■ Dataset entries ■
//! Storage backends for the Store.
//!
//! - [`MemoryStorage`]: process-local map, for tests and storage-less sessions
//! - [`FileStorage`]: one file per slot inside a directory
//! - `LocalStorage`: the browser's `window.localStorage` (`wasm32` only)

use reducible_core::storage::{Storage, StorageError};
use std::collections::HashMap;
use std::fs;
use std::io::ErrorKind;
use std::path::{Path, PathBuf};
use std::sync::Mutex;

/// In-memory storage
///
/// Nothing survives the process; handy in tests and as a stand-in when no
/// durable backend is available.
///
/// # Example
///
/// ```
/// use reducible_core::storage::Storage;
/// use reducible_runtime::MemoryStorage;
///
/// # fn main() -> Result<(), reducible_core::storage::StorageError> {
/// let storage = MemoryStorage::new().with_entry("todos", "[]");
/// assert_eq!(storage.get("todos")?.as_deref(), Some("[]"));
/// assert_eq!(storage.get("other")?, None);
/// # Ok(())
/// # }
/// ```
#[derive(Debug, Default)]
pub struct MemoryStorage {
    entries: Mutex<HashMap<String, String>>,
}

impl MemoryStorage {
    /// Create an empty storage
    #[must_use]
    pub fn new() -> Self {
        Self::default()
    }

    /// Pre-populate a slot
    #[must_use]
    pub fn with_entry(self, key: impl Into<String>, value: impl Into<String>) -> Self {
        if let Ok(mut entries) = self.entries.lock() {
            entries.insert(key.into(), value.into());
        }
        self
    }

    fn entries(&self) -> Result<std::sync::MutexGuard<'_, HashMap<String, String>>, StorageError> {
        self.entries
            .lock()
            .map_err(|_| StorageError::Unavailable("memory storage lock poisoned".to_string()))
    }
}

impl Storage for MemoryStorage {
    fn get(&self, key: &str) -> Result<Option<String>, StorageError> {
        Ok(self.entries()?.get(key).cloned())
    }

    fn set(&self, key: &str, value: &str) -> Result<(), StorageError> {
        self.entries()?.insert(key.to_string(), value.to_string());
        Ok(())
    }
}

/// File-backed storage
///
/// Each slot is stored as `<dir>/<key>.json`. Writes go to a temporary
/// sibling file first and are renamed into place, so a crash mid-write
/// leaves the previous blob intact.
#[derive(Debug, Clone)]
pub struct FileStorage {
    dir: PathBuf,
}

impl FileStorage {
    /// Create a storage rooted at `dir` (created on first write)
    #[must_use]
    pub fn new(dir: impl Into<PathBuf>) -> Self {
        Self { dir: dir.into() }
    }

    /// Directory holding the slot files
    #[must_use]
    pub fn dir(&self) -> &Path {
        &self.dir
    }

    /// Returns true if `key` can name a slot file
    ///
    /// Keys are non-empty, made of ASCII letters, digits, `-`, `_` and `.`,
    /// and do not start with a dot.
    #[must_use]
    pub fn is_valid_key(key: &str) -> bool {
        !key.is_empty()
            && !key.starts_with('.')
            && key
                .chars()
                .all(|c| c.is_ascii_alphanumeric() || matches!(c, '-' | '_' | '.'))
    }

    /// Path of the file backing `key`
    ///
    /// # Errors
    ///
    /// Returns [`StorageError::AccessDenied`] for keys that would escape the
    /// storage directory.
    pub fn slot_path(&self, key: &str) -> Result<PathBuf, StorageError> {
        if !Self::is_valid_key(key) {
            return Err(StorageError::AccessDenied(format!("invalid storage key {key:?}")));
        }

        Ok(self.dir.join(format!("{key}.json")))
    }
}

fn map_io(error: std::io::Error) -> StorageError {
    match error.kind() {
        ErrorKind::StorageFull => StorageError::QuotaExceeded,
        ErrorKind::PermissionDenied => StorageError::AccessDenied(error.to_string()),
        _ => StorageError::Io(error),
    }
}

impl Storage for FileStorage {
    fn get(&self, key: &str) -> Result<Option<String>, StorageError> {
        let path = self.slot_path(key)?;
        match fs::read_to_string(&path) {
            Ok(blob) => Ok(Some(blob)),
            Err(error) if error.kind() == ErrorKind::NotFound => Ok(None),
            Err(error) => Err(map_io(error)),
        }
    }

    fn set(&self, key: &str, value: &str) -> Result<(), StorageError> {
        let path = self.slot_path(key)?;
        let tmp = path.with_extension("json.tmp");

        fs::create_dir_all(&self.dir).map_err(map_io)?;
        fs::write(&tmp, value).map_err(map_io)?;
        fs::rename(&tmp, &path).map_err(map_io)?;
        tracing::trace!(path = %path.display(), bytes = value.len(), "Wrote storage slot");
        Ok(())
    }
}

/// Browser `localStorage`
///
/// The handle is looked up on every call; a page with storage disabled
/// reports [`StorageError::Unavailable`] instead of failing at construction.
#[cfg(target_arch = "wasm32")]
#[derive(Debug, Clone, Copy, Default)]
pub struct LocalStorage;

#[cfg(target_arch = "wasm32")]
impl LocalStorage {
    fn handle() -> Result<web_sys::Storage, StorageError> {
        let window =
            web_sys::window().ok_or_else(|| StorageError::Unavailable("no window".to_string()))?;
        window
            .local_storage()
            .map_err(|error| StorageError::AccessDenied(format!("{error:?}")))?
            .ok_or_else(|| StorageError::Unavailable("localStorage is disabled".to_string()))
    }
}

#[cfg(target_arch = "wasm32")]
impl Storage for LocalStorage {
    fn get(&self, key: &str) -> Result<Option<String>, StorageError> {
        Self::handle()?
            .get_item(key)
            .map_err(|error| StorageError::AccessDenied(format!("{error:?}")))
    }

    fn set(&self, key: &str, value: &str) -> Result<(), StorageError> {
        Self::handle()?.set_item(key, value).map_err(|error| {
            let message = format!("{error:?}");
            if message.contains("QuotaExceeded") {
                StorageError::QuotaExceeded
            } else {
                StorageError::AccessDenied(message)
            }
        })
    }
}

■ TASK ITEM ■
Each line of the entries above that has the word "sync" is to be copied.

■ EXERCISE ANSWER ■
use std::sync::Mutex;
    fn entries(&self) -> Result<std::sync::MutexGuard<'_, HashMap<String, String>>, StorageError> {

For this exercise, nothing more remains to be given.